_Exercise description_
Reading the records below, find how many lines include the word "available" and give that number alone.

_Data extract_
//! Two-leg trade execution.
//!
//! Legs run strictly in sequence: the sell is only ever attempted after
//! the buy has filled. A failed buy terminates the trade immediately —
//! no sell order may follow it — and a failed sell after a successful
//! buy produces a `partial` record marking the unhedged inventory.

use std::sync::Arc;

use rust_decimal::Decimal;
use tracing::{error, info, warn};

use crate::domain::{LegFill, Opportunity, Quantity, TradeRecord};
use crate::error::ExecutionError;
use crate::gateway::{GatewayRegistry, OrderResult, OrderSide};

pub struct TradeExecutor {
    gateways: Arc<GatewayRegistry>,
}

impl TradeExecutor {
    pub fn new(gateways: Arc<GatewayRegistry>) -> Self {
        Self { gateways }
    }

    /// Execute both legs of an opportunity and return the terminal
    /// trade record. Never returns a pending record.
    ///
    /// The record carries everything the risk gate needs; this
    /// component itself never reads risk state.
    pub async fn execute(&self, opportunity: &Opportunity, quantity: Quantity) -> TradeRecord {
        let mut record = TradeRecord::pending(opportunity, quantity);

        info!(
            trade_id = %record.id(),
            instrument = %opportunity.instrument(),
            buy_venue = %opportunity.buy_venue(),
            sell_venue = %opportunity.sell_venue(),
            spread_pct = %opportunity.spread_pct(),
            quantity = %quantity,
            "Executing opportunity"
        );

        if quantity <= Decimal::ZERO {
            record.fail(ExecutionError::InvalidQuantity(quantity));
            return record;
        }

        let Some(buy_gateway) = self.gateways.get(opportunity.buy_venue()) else {
            record.fail(ExecutionError::UnknownVenue(opportunity.buy_venue().clone()));
            return record;
        };
        let Some(sell_gateway) = self.gateways.get(opportunity.sell_venue()) else {
            record.fail(ExecutionError::UnknownVenue(
                opportunity.sell_venue().clone(),
            ));
            return record;
        };

        // Leg 1: buy. On failure the trade is over; the sell leg must
        // never fire after a failed buy.
        let buy_fill = match buy_gateway
            .place_market_order(opportunity.instrument(), OrderSide::Buy, quantity)
            .await
        {
            Ok(result) => result,
            Err(source) => {
                error!(
                    trade_id = %record.id(),
                    venue = %opportunity.buy_venue(),
                    error = %source,
                    "Buy leg failed"
                );
                record.fail(ExecutionError::BuyLeg {
                    venue: opportunity.buy_venue().clone(),
                    source,
                });
                return record;
            }
        };
        record.record_buy_fill(leg_fill(opportunity.buy_venue(), &buy_fill));

        // Leg 2: sell.
        match sell_gateway
            .place_market_order(opportunity.instrument(), OrderSide::Sell, quantity)
            .await
        {
            Ok(sell_result) => {
                record.complete(leg_fill(opportunity.sell_venue(), &sell_result));
                info!(
                    trade_id = %record.id(),
                    pnl = %record.realized_pnl(),
                    "Trade completed"
                );
            }
            Err(source) => {
                warn!(
                    trade_id = %record.id(),
                    venue = %opportunity.sell_venue(),
                    error = %source,
                    quantity = %quantity,
                    "Sell leg failed after buy fill - unhedged inventory"
                );
                record.mark_partial(ExecutionError::SellLeg {
                    venue: opportunity.sell_venue().clone(),
                    source,
                });
            }
        }

        record
    }
}

fn leg_fill(venue: &crate::domain::VenueId, result: &OrderResult) -> LegFill {
    LegFill {
        venue: venue.clone(),
        order_id: result.order_id.clone(),
        average_price: result.average_price,
        filled_quantity: result.filled_quantity,
    }
}

#[cfg(test)]
mod tests {
    use super::*;
    use crate::domain::{Instrument, TradeStatus, VenueId};
    use crate::gateway::{ExchangeGateway, PaperBook, PaperGateway};
    use rust_decimal_macros::dec;

    fn paper(venue: &str, mark: Decimal) -> Arc<PaperGateway> {
        let mut book = PaperBook::default();
        book.half_spread = Decimal::ZERO;
        book.marks.insert(Instrument::from("BTC/USDT"), mark);
        Arc::new(PaperGateway::new(VenueId::from(venue), dec!(0.001), book))
    }

    fn setup(buy_mark: Decimal, sell_mark: Decimal) -> (Arc<PaperGateway>, Arc<PaperGateway>, TradeExecutor) {
        let buy = paper("a", buy_mark);
        let sell = paper("b", sell_mark);
        let mut registry = GatewayRegistry::new();
        registry.insert(Arc::clone(&buy) as Arc<dyn crate::gateway::ExchangeGateway>);
        registry.insert(Arc::clone(&sell) as Arc<dyn crate::gateway::ExchangeGateway>);
        let executor = TradeExecutor::new(Arc::new(registry));
        (buy, sell, executor)
    }

    fn opportunity() -> Opportunity {
        Opportunity::new(
            Instrument::from("BTC/USDT"),
            VenueId::from("a"),
            VenueId::from("b"),
            dec!(100),
            dec!(101),
            dec!(0.8),
        )
    }

    #[tokio::test]
    async fn both_legs_fill_completes_with_pnl() {
        let (_, _, executor) = setup(dec!(100), dec!(101));
        let record = executor.execute(&opportunity(), dec!(2)).await;

        assert_eq!(record.status(), TradeStatus::Completed);
        assert_eq!(record.realized_pnl(), dec!(2));
        assert!(record.buy_leg().is_some());
        assert!(record.sell_leg().is_some());
    }

    #[tokio::test]
    async fn failed_buy_never_attempts_sell() {
        let (buy, sell, executor) = setup(dec!(100), dec!(101));
        buy.fail_next_order("insufficient balance");

        let record = executor.execute(&opportunity(), dec!(1)).await;

        assert_eq!(record.status(), TradeStatus::Failed);
        assert!(record.sell_leg().is_none());
        // the scripted failure on the sell venue must still be queued:
        // nothing consumed it
        sell.fail_next_order("sentinel");
        let later = sell
            .place_market_order(&Instrument::from("BTC/USDT"), OrderSide::Sell, dec!(1))
            .await;
        assert!(later.is_err());
    }

    #[tokio::test]
    async fn failed_sell_after_buy_is_partial() {
        let (_, sell, executor) = setup(dec!(100), dec!(101));
        sell.fail_next_order("market closed");

        let record = executor.execute(&opportunity(), dec!(1)).await;

        assert_eq!(record.status(), TradeStatus::Partial);
        assert!(record.buy_leg().is_some());
        assert!(record.sell_leg().is_none());
        assert_eq!(record.realized_pnl(), Decimal::ZERO);
        assert!(matches!(
            record.error(),
            Some(ExecutionError::SellLeg { .. })
        ));
    }

    #[tokio::test]
    async fn non_positive_quantity_fails_before_any_order() {
        let (buy, _, executor) = setup(dec!(100), dec!(101));
        buy.fail_next_order("sentinel");

        let record = executor.execute(&opportunity(), dec!(0)).await;

        assert_eq!(record.status(), TradeStatus::Failed);
        assert!(matches!(
            record.error(),
            Some(ExecutionError::InvalidQuantity(_))
        ));
        // sentinel still queued: no order reached the venue
        let later = buy
            .place_market_order(&Instrument::from("BTC/USDT"), OrderSide::Buy, dec!(1))
            .await;
        assert!(later.is_err());
    }

    #[tokio::test]
    async fn unknown_venue_fails_cleanly() {
        let (_, _, executor) = setup(dec!(100), dec!(101));
        let opp = Opportunity::new(
            Instrument::from("BTC/USDT"),
            VenueId::from("missing"),
            VenueId::from("b"),
            dec!(100),
            dec!(101),
            dec!(0.8),
        );

        let record = executor.execute(&opp, dec!(1)).await;
        assert_eq!(record.status(), TradeStatus::Failed);
        assert!(matches!(
            record.error(),
            Some(ExecutionError::UnknownVenue(_))
        ));
    }
}
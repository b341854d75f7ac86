//! KuCoin spot REST adapter.
//!
//! Same capability surface as the Binance adapter with KuCoin's
//! authentication shape: base64 HMAC-SHA256 over
//! `timestamp + method + path + body`, an API-key version header, and
//! the extra signed passphrase some venues require.

use std::collections::HashMap;

use async_trait::async_trait;
use chrono::Utc;
use reqwest::Client;
use rust_decimal::Decimal;
use serde::de::DeserializeOwned;
use serde::Deserialize;
use serde_json::json;
use tracing::debug;
use uuid::Uuid;

use crate::domain::{Instrument, Quantity, Quote, VenueId};
use crate::error::GatewayError;

use super::signing::sign_base64;
use super::traits::{
    AssetBalance, ExchangeGateway, OrderResult, OrderSide, OrderStatus, VenueCredentials,
};

pub const DEFAULT_API_URL: &str = "https://api.kucoin.com";

pub struct KucoinGateway {
    venue: VenueId,
    client: Client,
    api_url: String,
    taker_fee: Decimal,
    credentials: Option<VenueCredentials>,
}

impl KucoinGateway {
    pub fn new(
        venue: VenueId,
        client: Client,
        api_url: impl Into<String>,
        taker_fee: Decimal,
        credentials: Option<VenueCredentials>,
    ) -> Self {
        Self {
            venue,
            client,
            api_url: api_url.into(),
            taker_fee,
            credentials,
        }
    }

    /// `BTC/USDT` -> `BTC-USDT`
    fn symbol(instrument: &Instrument) -> String {
        instrument.as_str().replace('/', "-")
    }

    fn credentials(&self) -> Result<&VenueCredentials, GatewayError> {
        self.credentials.as_ref().ok_or_else(|| {
            GatewayError::MissingCredential(format!("{}_api_key", self.venue))
        })
    }

    /// Build a signed request for a private endpoint.
    ///
    /// `path` must include the query string, exactly as sent, because
    /// it is part of the signed payload.
    fn signed_request(
        &self,
        method: reqwest::Method,
        path: &str,
        body: Option<String>,
    ) -> Result<reqwest::RequestBuilder, GatewayError> {
        let creds = self.credentials()?;
        let passphrase = creds.passphrase.as_ref().ok_or_else(|| {
            GatewayError::MissingCredential(format!("{}_passphrase", self.venue))
        })?;

        let timestamp = Utc::now().timestamp_millis().to_string();
        let body_str = body.as_deref().unwrap_or("");
        let payload = format!("{timestamp}{method}{path}{body_str}");

        let mut request = self
            .client
            .request(method, format!("{}{path}", self.api_url))
            .header("KC-API-KEY", &creds.api_key)
            .header("KC-API-SIGN", sign_base64(&creds.api_secret, &payload))
            .header("KC-API-TIMESTAMP", timestamp)
            // API key v2 signs the passphrase itself
            .header("KC-API-PASSPHRASE", sign_base64(&creds.api_secret, passphrase))
            .header("KC-API-KEY-VERSION", "2");

        if let Some(body) = body {
            request = request
                .header(reqwest::header::CONTENT_TYPE, "application/json")
                .body(body);
        }

        Ok(request)
    }

    async fn unwrap_envelope<T: DeserializeOwned>(
        response: reqwest::Response,
    ) -> Result<T, GatewayError> {
        let status = response.status();
        let body = response.text().await.unwrap_or_default();
        let envelope: Envelope<T> = serde_json::from_str(&body).map_err(|_| {
            GatewayError::Request(format!("HTTP {status}: {body}"))
        })?;
        if envelope.code != "200000" {
            return Err(GatewayError::OrderRejected(format!(
                "{} ({})",
                envelope.msg.unwrap_or_default(),
                envelope.code
            )));
        }
        envelope
            .data
            .ok_or_else(|| GatewayError::MalformedResponse("missing data field".to_string()))
    }

    async fn fetch_order(&self, order_id: &str) -> Result<OrderDetail, GatewayError> {
        let path = format!("/api/v1/orders/{order_id}");
        let request = self.signed_request(reqwest::Method::GET, &path, None)?;
        Self::unwrap_envelope(request.send().await?).await
    }
}

/// KuCoin wraps every payload in `{code, msg, data}`.
#[derive(Debug, Deserialize)]
struct Envelope<T> {
    code: String,
    msg: Option<String>,
    data: Option<T>,
}

#[derive(Debug, Deserialize)]
#[serde(rename_all = "camelCase")]
struct Level1Ticker {
    best_bid: Decimal,
    best_ask: Decimal,
    price: Decimal,
}

#[derive(Debug, Deserialize)]
#[serde(rename_all = "camelCase")]
struct PlacedOrder {
    order_id: String,
}

#[derive(Debug, Deserialize)]
#[serde(rename_all = "camelCase")]
struct OrderDetail {
    id: String,
    deal_size: Decimal,
    deal_funds: Decimal,
    is_active: bool,
    cancel_exist: bool,
}

#[derive(Debug, Deserialize)]
#[serde(rename_all = "camelCase")]
struct AccountEntry {
    currency: String,
    #[serde(rename = "type")]
    kind: String,
    balance: Decimal,
    available: Decimal,
    holds: Decimal,
}

#[derive(Debug, Deserialize)]
#[serde(rename_all = "camelCase")]
struct CanceledOrders {
    #[allow(dead_code)]
    cancelled_order_ids: Vec<String>,
}

fn fill_from_detail(venue: &VenueId, detail: OrderDetail) -> Result<OrderResult, GatewayError> {
    if detail.deal_size <= Decimal::ZERO {
        return Err(GatewayError::MalformedResponse(format!(
            "order {} on {} reported no fill",
            detail.id, venue
        )));
    }
    Ok(OrderResult {
        average_price: detail.deal_funds / detail.deal_size,
        filled_quantity: detail.deal_size,
        order_id: detail.id,
    })
}

#[async_trait]
impl ExchangeGateway for KucoinGateway {
    fn venue(&self) -> &VenueId {
        &self.venue
    }

    fn taker_fee(&self) -> Decimal {
        self.taker_fee
    }

    async fn quote(&self, instrument: &Instrument) -> Result<Quote, GatewayError> {
        let url = format!(
            "{}/api/v1/market/orderbook/level1?symbol={}",
            self.api_url,
            Self::symbol(instrument)
        );
        let ticker: Level1Ticker =
            Self::unwrap_envelope(self.client.get(&url).send().await?).await?;

        debug!(venue = %self.venue, instrument = %instrument, bid = %ticker.best_bid, ask = %ticker.best_ask, "Fetched quote");

        Ok(Quote {
            venue: self.venue.clone(),
            instrument: instrument.clone(),
            bid: ticker.best_bid,
            ask: ticker.best_ask,
            last: ticker.price,
            timestamp: Utc::now(),
        })
    }

    async fn balances(&self) -> Result<HashMap<String, AssetBalance>, GatewayError> {
        let request = self.signed_request(reqwest::Method::GET, "/api/v1/accounts", None)?;
        let accounts: Vec<AccountEntry> =
            Self::unwrap_envelope(request.send().await?).await?;

        Ok(accounts
            .into_iter()
            .filter(|a| a.kind == "trade" && a.balance > Decimal::ZERO)
            .map(|a| {
                (
                    a.currency,
                    AssetBalance {
                        free: a.available,
                        locked: a.holds,
                        total: a.balance,
                    },
                )
            })
            .collect())
    }

    async fn place_market_order(
        &self,
        instrument: &Instrument,
        side: OrderSide,
        quantity: Quantity,
    ) -> Result<OrderResult, GatewayError> {
        let body = json!({
            "clientOid": Uuid::new_v4().to_string(),
            "symbol": Self::symbol(instrument),
            "side": side.as_str(),
            "type": "market",
            "size": quantity.to_string(),
        })
        .to_string();

        let request =
            self.signed_request(reqwest::Method::POST, "/api/v1/orders", Some(body))?;
        let placed: PlacedOrder = Self::unwrap_envelope(request.send().await?).await?;

        // The placement response carries no fill information; fetch the
        // order once for the deal price.
        let detail = self.fetch_order(&placed.order_id).await?;
        fill_from_detail(&self.venue, detail)
    }

    async fn order_status(
        &self,
        order_id: &str,
        _instrument: &Instrument,
    ) -> Result<OrderStatus, GatewayError> {
        let detail = self.fetch_order(order_id).await?;
        Ok(if detail.is_active {
            OrderStatus::Open
        } else if detail.cancel_exist {
            OrderStatus::Canceled
        } else {
            OrderStatus::Filled
        })
    }

    async fn cancel_order(
        &self,
        order_id: &str,
        _instrument: &Instrument,
    ) -> Result<(), GatewayError> {
        let path = format!("/api/v1/orders/{order_id}");
        let request = self.signed_request(reqwest::Method::DELETE, &path, None)?;
        let _: CanceledOrders = Self::unwrap_envelope(request.send().await?).await?;
        Ok(())
    }
}
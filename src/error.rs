use rust_decimal::Decimal;
use thiserror::Error;

use crate::domain::VenueId;

/// Configuration-related errors with structured variants.
#[derive(Error, Debug)]
pub enum ConfigError {
    #[error("missing required field: {field}")]
    MissingField { field: &'static str },

    #[error("invalid value for {field}: {reason}")]
    InvalidValue { field: &'static str, reason: String },

    #[error("unknown gateway kind '{kind}' for venue '{venue}'")]
    UnknownGatewayKind { venue: String, kind: String },

    #[error("failed to read config file: {0}")]
    ReadFile(#[source] std::io::Error),

    #[error("failed to parse config: {0}")]
    Parse(#[source] toml::de::Error),
}

/// Invalid numeric input to profit/spread computation, rejected before
/// any side effect.
#[derive(Error, Debug, Clone, PartialEq, Eq)]
pub enum ValidationError {
    #[error("price must be positive, got {0}")]
    NonPositivePrice(Decimal),

    #[error("quantity must be positive, got {0}")]
    NonPositiveQuantity(Decimal),
}

/// A venue call failed. Non-fatal: the affected venue is excluded from
/// the current snapshot or the affected leg is marked failed.
#[derive(Error, Debug, Clone)]
pub enum GatewayError {
    #[error("request failed: {0}")]
    Request(String),

    #[error("authentication failed: {0}")]
    Auth(String),

    #[error("missing credential: {0}")]
    MissingCredential(String),

    #[error("venue rejected order: {0}")]
    OrderRejected(String),

    #[error("unknown order '{0}'")]
    UnknownOrder(String),

    #[error("malformed response: {0}")]
    MalformedResponse(String),
}

impl From<reqwest::Error> for GatewayError {
    fn from(err: reqwest::Error) -> Self {
        GatewayError::Request(err.to_string())
    }
}

/// A trade leg failed. `BuyLeg` means no position was opened; `SellLeg`
/// means the buy filled and unhedged inventory now exists.
#[derive(Error, Debug, Clone)]
pub enum ExecutionError {
    #[error("invalid trade quantity: {0}")]
    InvalidQuantity(Decimal),

    #[error("no gateway configured for venue '{0}'")]
    UnknownVenue(VenueId),

    #[error("buy leg failed on {venue}: {source}")]
    BuyLeg {
        venue: VenueId,
        #[source]
        source: GatewayError,
    },

    #[error("sell leg failed on {venue} after buy fill: {source}")]
    SellLeg {
        venue: VenueId,
        #[source]
        source: GatewayError,
    },
}

#[derive(Error, Debug)]
pub enum Error {
    #[error(transparent)]
    Config(#[from] ConfigError),

    #[error(transparent)]
    Validation(#[from] ValidationError),

    #[error(transparent)]
    Gateway(#[from] GatewayError),

    #[error(transparent)]
    Execution(#[from] ExecutionError),

    #[error("JSON parsing error: {0}")]
    Json(#[from] serde_json::Error),

    #[error("HTTP error: {0}")]
    Http(#[from] reqwest::Error),

    #[error("IO error: {0}")]
    Io(#[from] std::io::Error),

    #[error("URL parse error: {0}")]
    Url(#[from] url::ParseError),

    #[error("database error: {0}")]
    Database(String),
}

pub type Result<T> = std::result::Result<T, Error>;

_Exercise answer_
2